Stunningly, under Windows there exists a lot of "memory optimizer" tools which cost real money and which do just that...
About reclaiming memory, the way this works is easy: The OS simply removes the references to all pages in the working set. If a page is shared with another process, nothing spectacular happens. If it belongs to a non-anonymous mapping and is not writeable (or writeable and not written), it goes into the buffer cache. Otherwise, it goes zap poof.

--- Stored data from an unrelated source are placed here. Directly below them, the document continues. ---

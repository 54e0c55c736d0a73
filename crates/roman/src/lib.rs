//! Roman numeral codec and comparator.
//!
//! Layout
//! - `numeral::types`: the seven-symbol table and the power-of-ten subset.
//! - `numeral::decode`: lenient right-to-left decoding of symbols and strings.
//! - `numeral::encode`: canonical digit-by-digit encoding of `1..=3999`.
//! - `numeral::compare`: value ordering over any `NumeralSource`.
//!
//! API Policy
//! - Everything is a pure function over immutable tables; no I/O, no logging.
//! - Decoding is lenient (`IL`, `MIM` decode), encoding is canonical-only.

pub mod error;
pub mod numeral;

pub use error::{Result, RomanError};
pub use numeral::{
    compare, decode, decode_numeral, decode_symbol, encode, encode_into, is_canonical,
    sort_numerals, Numeral, NumeralSource, Operand, RomanComparer, Symbol, MAX_VALUE, MIN_VALUE,
    POWERS_OF_TEN, SYMBOLS,
};

/// Library version string.
pub const VERSION: &str = env!("CARGO_PKG_VERSION");

/// Common exports for quick imports in callers.
pub mod prelude {
    pub use crate::error::{Result, RomanError};
    pub use crate::numeral::{
        compare, decode, encode, sort_numerals, Numeral, NumeralSource, Operand, RomanComparer,
        Symbol,
    };
}
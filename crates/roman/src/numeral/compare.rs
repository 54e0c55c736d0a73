//! Value ordering over numeral sources.

use std::cmp::Ordering;

use super::decode::decode;
use super::source::NumeralSource;
use crate::error::Result;

/// Order two numerals by decoded value. Operand kinds may differ (`'X'` vs `"ix"`).
///
/// Distinct spellings of one value (`"MIM"`, `"MCMXCIX"`) compare `Equal`.
pub fn compare<A, B>(a: &A, b: &B) -> Result<Ordering>
where
    A: NumeralSource + ?Sized,
    B: NumeralSource + ?Sized,
{
    let left = decode(a)?;
    let right = decode(b)?;
    Ok(left.cmp(&right))
}

/// Stable in-place sort by decoded value.
///
/// Every key is decoded before anything moves, so on error the slice is left untouched.
pub fn sort_numerals<S: NumeralSource>(items: &mut [S]) -> Result<()> {
    let keys = items.iter().map(decode).collect::<Result<Vec<u64>>>()?;
    let mut order: Vec<usize> = (0..items.len()).collect();
    order.sort_by_key(|&i| keys[i]);
    apply_permutation(items, order);
    Ok(())
}

/// Rearrange `items` so that position `k` holds the element previously at `order[k]`.
fn apply_permutation<S>(items: &mut [S], mut order: Vec<usize>) {
    for start in 0..order.len() {
        let mut current = start;
        while order[current] != start {
            let next = order[current];
            items.swap(current, next);
            order[current] = current;
            current = next;
        }
        order[current] = current;
    }
}

/// Reusable comparator object; useful where a value rather than a function is expected.
#[derive(Clone, Copy, Debug, Default)]
pub struct RomanComparer;

impl RomanComparer {
    pub fn new() -> Self {
        Self
    }

    #[inline]
    pub fn compare<A, B>(&self, a: &A, b: &B) -> Result<Ordering>
    where
        A: NumeralSource + ?Sized,
        B: NumeralSource + ?Sized,
    {
        compare(a, b)
    }

    /// Sort key for `input`: its decoded value.
    #[inline]
    pub fn key<S: NumeralSource + ?Sized>(&self, input: &S) -> Result<u64> {
        decode(input)
    }
}
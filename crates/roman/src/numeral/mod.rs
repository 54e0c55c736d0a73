//! Roman numerals (symbols `IVXLCDM`, values `1..=3999`).
//!
//! Purpose
//! - Decode symbol sequences to integers with the positional add/subtract rule.
//! - Encode integers to their unique canonical spelling.
//! - Order numerals of any source kind (single symbol or string) by value.
//!
//! Contract
//! - `decode(encode(n)) == n` for every `n` in `MIN_VALUE..=MAX_VALUE`.
//! - Decoding accepts non-canonical spellings (`IL`, `MIM`); encoding never emits them.
//!
//! Code cross-refs: `Symbol`, `Numeral`, `NumeralSource`, `RomanComparer`

mod compare;
mod decode;
mod encode;
mod source;
mod types;

pub use compare::{compare, sort_numerals, RomanComparer};
pub use decode::{decode, decode_numeral, decode_symbol};
pub use encode::{encode, encode_into, is_canonical};
pub use source::{NumeralSource, Operand};
pub use types::{Numeral, Symbol, MAX_VALUE, MIN_VALUE, POWERS_OF_TEN, SYMBOLS};
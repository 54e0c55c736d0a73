//! Sorting a random assortment of numerals by value.

use rand::{rngs::StdRng, Rng, SeedableRng};
use roman::{decode, encode, sort_numerals, Operand, RomanComparer, MAX_VALUE, MIN_VALUE};

const COLLECTION_SIZE: usize = 500;

fn random_numerals(seed: u64) -> Vec<String> {
    let mut rng = StdRng::seed_from_u64(seed);
    (0..COLLECTION_SIZE)
        .map(|_| {
            let n: i64 = rng.gen_range(i64::from(MIN_VALUE)..=i64::from(MAX_VALUE));
            encode(n).unwrap()
        })
        .collect()
}

#[test]
fn sorted_collection_is_non_decreasing() {
    let mut list = random_numerals(7);
    sort_numerals(&mut list).unwrap();
    for pair in list.windows(2) {
        let left = decode(&pair[0]).unwrap();
        let right = decode(&pair[1]).unwrap();
        assert!(left <= right, "{} is not <= {}", pair[0], pair[1]);
    }
}

#[test]
fn comparer_drives_slice_sort() {
    let cmp = RomanComparer::new();
    let mut list = random_numerals(11);
    // Every entry is canonical, so unwrap inside the closure is safe here.
    list.sort_by(|a, b| cmp.compare(a, b).unwrap());
    let mut keyed = random_numerals(11);
    keyed.sort_by_key(|s| cmp.key(s).unwrap());
    assert_eq!(list, keyed);
}

#[test]
fn mixed_symbols_and_strings_sort_together() {
    let mut rng = StdRng::seed_from_u64(3);
    let letters = ['i', 'V', 'x', 'L', 'c', 'D', 'm'];
    let mut items: Vec<Operand> = (0..64)
        .map(|k| {
            if k % 2 == 0 {
                Operand::Symbol(letters[rng.gen_range(0..letters.len())])
            } else {
                Operand::Text(encode(rng.gen_range(1..=3999)).unwrap())
            }
        })
        .collect();
    sort_numerals(&mut items).unwrap();
    let values: Vec<u64> = items.iter().map(|op| decode(op).unwrap()).collect();
    assert!(values.windows(2).all(|w| w[0] <= w[1]));
}
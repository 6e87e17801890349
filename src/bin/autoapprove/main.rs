use anyhow::Context;
use autoapprove::{
    GitHub, Invocation, Mode, approve_all, get_github_token, parse_args, watch_loop,
};
use tracing::info;

fn handle_clap_help_version(clap_err: &clap::Error) -> ! {
    use clap::error::ErrorKind;
    match clap_err.kind() {
        ErrorKind::DisplayHelp | ErrorKind::DisplayVersion => {
            print!("{clap_err}");
            std::process::exit(0);
        }
        _ => {
            eprint!("{clap_err}");
            std::process::exit(2);
        }
    }
}

fn init_tracing() {
    use tracing_subscriber::{EnvFilter, fmt, prelude::*};

    // Dependencies such as hyper and reqwest stay at warn.
    let filter = EnvFilter::try_from_default_env()
        .unwrap_or_else(|_| EnvFilter::new(concat!("warn,", env!("CARGO_CRATE_NAME"), "=info")));

    tracing_subscriber::registry()
        .with(fmt::layer().with_target(false).with_writer(std::io::stderr))
        .with(filter)
        .init();
}

#[tokio::main]
async fn main() -> anyhow::Result<()> {
    init_tracing();

    let Invocation { settings, mode } = match parse_args(std::env::args()) {
        Ok(invocation) => invocation,
        Err(err) => {
            if let Some(clap_err) = err.downcast_ref::<clap::Error>() {
                handle_clap_help_version(clap_err);
            } else {
                return Err(err);
            }
        }
    };

    let token = get_github_token().context("Failed to obtain GitHub authentication token")?;
    let config = settings.config(token)?;
    let github = GitHub::new(&config)?;

    match mode {
        Mode::Approve(prs) => {
            let summary = approve_all(&github, &prs).await;

            for (pr, err) in &summary.failed {
                println!("Error approving PR {pr}: {err}");
            }

            if !summary.is_success() {
                anyhow::bail!(
                    "{} of {} PRs could not be approved",
                    summary.failed.len(),
                    summary.total()
                );
            }
            println!("PRs approved successfully");
        }
        Mode::Watch(options) => {
            let watcher = settings.watcher()?;
            info!(
                user = watcher.user(),
                label = watcher.label(),
                interval_secs = options.interval.as_secs(),
                "watching notifications"
            );

            tokio::select! {
                stats = watch_loop(&watcher, &github, &options) => {
                    info!(
                        polls = stats.polls,
                        approved = stats.approved,
                        "watch finished"
                    );
                    if !stats.is_clean() {
                        anyhow::bail!(
                            "{} poll(s) and {} approval(s) failed",
                            stats.failed_polls,
                            stats.failed_approvals
                        );
                    }
                }
                _ = tokio::signal::ctrl_c() => {
                    info!("interrupted, stopping");
                }
            }
        }
    }

    Ok(())
}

This removes any memory allocated with malloc as well as the memory used by executables and file mappings, and (since all memory is based on pages) everything else.
It is probably your OS using up that space for its own purposes.
For example, many modern OS's will keep programs loaded in memory after they terminate, in case you want to start them up again. If their guess is right, it saves a lot of time at the cost of some memory that wasn't being used anyway. Some OS's will even speculatively load some commonly used programs.
CPU utilization works the same way. Often your OS will speculatively do some work when the CPU would otherwise be "idle".